Material supplied Block Start
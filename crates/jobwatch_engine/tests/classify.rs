use std::time::Duration;

use jobwatch_core::{JobRecord, Verdict};
use jobwatch_engine::{Classifier, ClassifierSettings, GeminiClassifier};
use serde_json::json;
use wiremock::matchers::{body_partial_json, header, method, path, query_param};
use wiremock::{Mock, MockServer, ResponseTemplate};

const MODEL_PATH: &str = "/v1beta/models/gemini-2.0-flash:generateContent";

fn record() -> JobRecord {
    JobRecord::from_page(
        "https://b.com/job2",
        Some("Software Engineer - Fresher"),
        "Walk-in for 2025 batch in Bengaluru",
    )
}

fn reply(text: &str) -> serde_json::Value {
    json!({
        "candidates": [{
            "content": { "role": "model", "parts": [{ "text": text }] }
        }]
    })
}

fn classifier_for(server: &MockServer) -> GeminiClassifier {
    GeminiClassifier::new(
        ClassifierSettings {
            endpoint: format!("{}{}", server.uri(), MODEL_PATH),
            request_timeout: Duration::from_secs(5),
        },
        "test-key",
    )
    .unwrap()
}

async fn mount_reply(server: &MockServer, template: ResponseTemplate) {
    Mock::given(method("POST"))
        .and(path(MODEL_PATH))
        .and(query_param("key", "test-key"))
        .respond_with(template)
        .mount(server)
        .await;
}

#[tokio::test]
async fn request_carries_prompt_in_user_content() {
    jobwatch_logging::initialize_for_tests();
    let server = MockServer::start().await;
    Mock::given(method("POST"))
        .and(path(MODEL_PATH))
        .and(query_param("key", "test-key"))
        .and(header("content-type", "application/json"))
        .and(body_partial_json(json!({ "contents": [{ "role": "user" }] })))
        .respond_with(ResponseTemplate::new(200).set_body_json(reply("YES")))
        .expect(1)
        .mount(&server)
        .await;

    let verdict = classifier_for(&server).classify(&record()).await;
    assert_eq!(verdict, Verdict::Accepted);

    let requests = server.received_requests().await.unwrap();
    let body: serde_json::Value = serde_json::from_slice(&requests[0].body).unwrap();
    let prompt = body["contents"][0]["parts"][0]["text"].as_str().unwrap();
    assert!(prompt.contains("Software Engineer - Fresher"));
    assert!(prompt.contains("- Source: b.com"));
}

#[tokio::test]
async fn yes_anywhere_in_reply_accepts() {
    let server = MockServer::start().await;
    mount_reply(
        &server,
        ResponseTemplate::new(200).set_body_json(reply("yes, this matches\n")),
    )
    .await;

    assert_eq!(classifier_for(&server).classify(&record()).await, Verdict::Accepted);
}

#[tokio::test]
async fn plain_no_rejects() {
    let server = MockServer::start().await;
    mount_reply(&server, ResponseTemplate::new(200).set_body_json(reply("NO"))).await;

    assert_eq!(classifier_for(&server).classify(&record()).await, Verdict::Rejected);
}

#[tokio::test]
async fn missing_reply_path_rejects() {
    let server = MockServer::start().await;
    mount_reply(
        &server,
        ResponseTemplate::new(200).set_body_json(json!({ "promptFeedback": { "blockReason": "SAFETY" } })),
    )
    .await;

    assert_eq!(classifier_for(&server).classify(&record()).await, Verdict::Rejected);
}

#[tokio::test]
async fn service_errors_fail_closed() {
    let server = MockServer::start().await;
    mount_reply(&server, ResponseTemplate::new(500).set_body_string("YES")).await;
    assert_eq!(classifier_for(&server).classify(&record()).await, Verdict::Rejected);

    let garbled = MockServer::start().await;
    mount_reply(&garbled, ResponseTemplate::new(200).set_body_string("YES but not json")).await;
    assert_eq!(classifier_for(&garbled).classify(&record()).await, Verdict::Rejected);
}

#[tokio::test]
async fn generate_reports_status_errors() {
    let server = MockServer::start().await;
    mount_reply(&server, ResponseTemplate::new(403).set_body_string("bad key")).await;

    let err = classifier_for(&server).generate("hi").await.unwrap_err();
    assert_eq!(err.to_string(), "classifier returned status 403: bad key");
}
Material supplied Block End
**What you should do**
Line by line, please copy the records above exactly.

**Response to this task**
filename crates/jobwatch_engine/tests/classify.rs
use std::time::Duration;

use jobwatch_core::{JobRecord, Verdict};
use jobwatch_engine::{Classifier, ClassifierSettings, GeminiClassifier};
use serde_json::json;
use wiremock::matchers::{body_partial_json, header, method, path, query_param};
use wiremock::{Mock, MockServer, ResponseTemplate};

const MODEL_PATH: &str = "/v1beta/models/gemini-2.0-flash:generateContent";

fn record() -> JobRecord {
    JobRecord::from_page(
        "https://b.com/job2",
        Some("Software Engineer - Fresher"),
        "Walk-in for 2025 batch in Bengaluru",
    )
}

fn reply(text: &str) -> serde_json::Value {
    json!({
        "candidates": [{
            "content": { "role": "model", "parts": [{ "text": text }] }
        }]
    })
}

fn classifier_for(server: &MockServer) -> GeminiClassifier {
    GeminiClassifier::new(
        ClassifierSettings {
            endpoint: format!("{}{}", server.uri(), MODEL_PATH),
            request_timeout: Duration::from_secs(5),
        },
        "test-key",
    )
    .unwrap()
}

async fn mount_reply(server: &MockServer, template: ResponseTemplate) {
    Mock::given(method("POST"))
        .and(path(MODEL_PATH))
        .and(query_param("key", "test-key"))
        .respond_with(template)
        .mount(server)
        .await;
}

#[tokio::test]
async fn request_carries_prompt_in_user_content() {
    jobwatch_logging::initialize_for_tests();
    let server = MockServer::start().await;
    Mock::given(method("POST"))
        .and(path(MODEL_PATH))
        .and(query_param("key", "test-key"))
        .and(header("content-type", "application/json"))
        .and(body_partial_json(json!({ "contents": [{ "role": "user" }] })))
        .respond_with(ResponseTemplate::new(200).set_body_json(reply("YES")))
        .expect(1)
        .mount(&server)
        .await;

    let verdict = classifier_for(&server).classify(&record()).await;
    assert_eq!(verdict, Verdict::Accepted);

    let requests = server.received_requests().await.unwrap();
    let body: serde_json::Value = serde_json::from_slice(&requests[0].body).unwrap();
    let prompt = body["contents"][0]["parts"][0]["text"].as_str().unwrap();
    assert!(prompt.contains("Software Engineer - Fresher"));
    assert!(prompt.contains("- Source: b.com"));
}

#[tokio::test]
async fn yes_anywhere_in_reply_accepts() {
    let server = MockServer::start().await;
    mount_reply(
        &server,
        ResponseTemplate::new(200).set_body_json(reply("yes, this matches\n")),
    )
    .await;

    assert_eq!(classifier_for(&server).classify(&record()).await, Verdict::Accepted);
}

#[tokio::test]
async fn plain_no_rejects() {
    let server = MockServer::start().await;
    mount_reply(&server, ResponseTemplate::new(200).set_body_json(reply("NO"))).await;

    assert_eq!(classifier_for(&server).classify(&record()).await, Verdict::Rejected);
}

#[tokio::test]
async fn missing_reply_path_rejects() {
    let server = MockServer::start().await;
    mount_reply(
        &server,
        ResponseTemplate::new(200).set_body_json(json!({ "promptFeedback": { "blockReason": "SAFETY" } })),
    )
    .await;

    assert_eq!(classifier_for(&server).classify(&record()).await, Verdict::Rejected);
}

#[tokio::test]
async fn service_errors_fail_closed() {
    let server = MockServer::start().await;
    mount_reply(&server, ResponseTemplate::new(500).set_body_string("YES")).await;
    assert_eq!(classifier_for(&server).classify(&record()).await, Verdict::Rejected);

    let garbled = MockServer::start().await;
    mount_reply(&garbled, ResponseTemplate::new(200).set_body_string("YES but not json")).await;
    assert_eq!(classifier_for(&garbled).classify(&record()).await, Verdict::Rejected);
}

#[tokio::test]
async fn generate_reports_status_errors() {
    let server = MockServer::start().await;
    mount_reply(&server, ResponseTemplate::new(403).set_body_string("bad key")).await;

    let err = classifier_for(&server).generate("hi").await.unwrap_err();
    assert_eq!(err.to_string(), "classifier returned status 403: bad key");
}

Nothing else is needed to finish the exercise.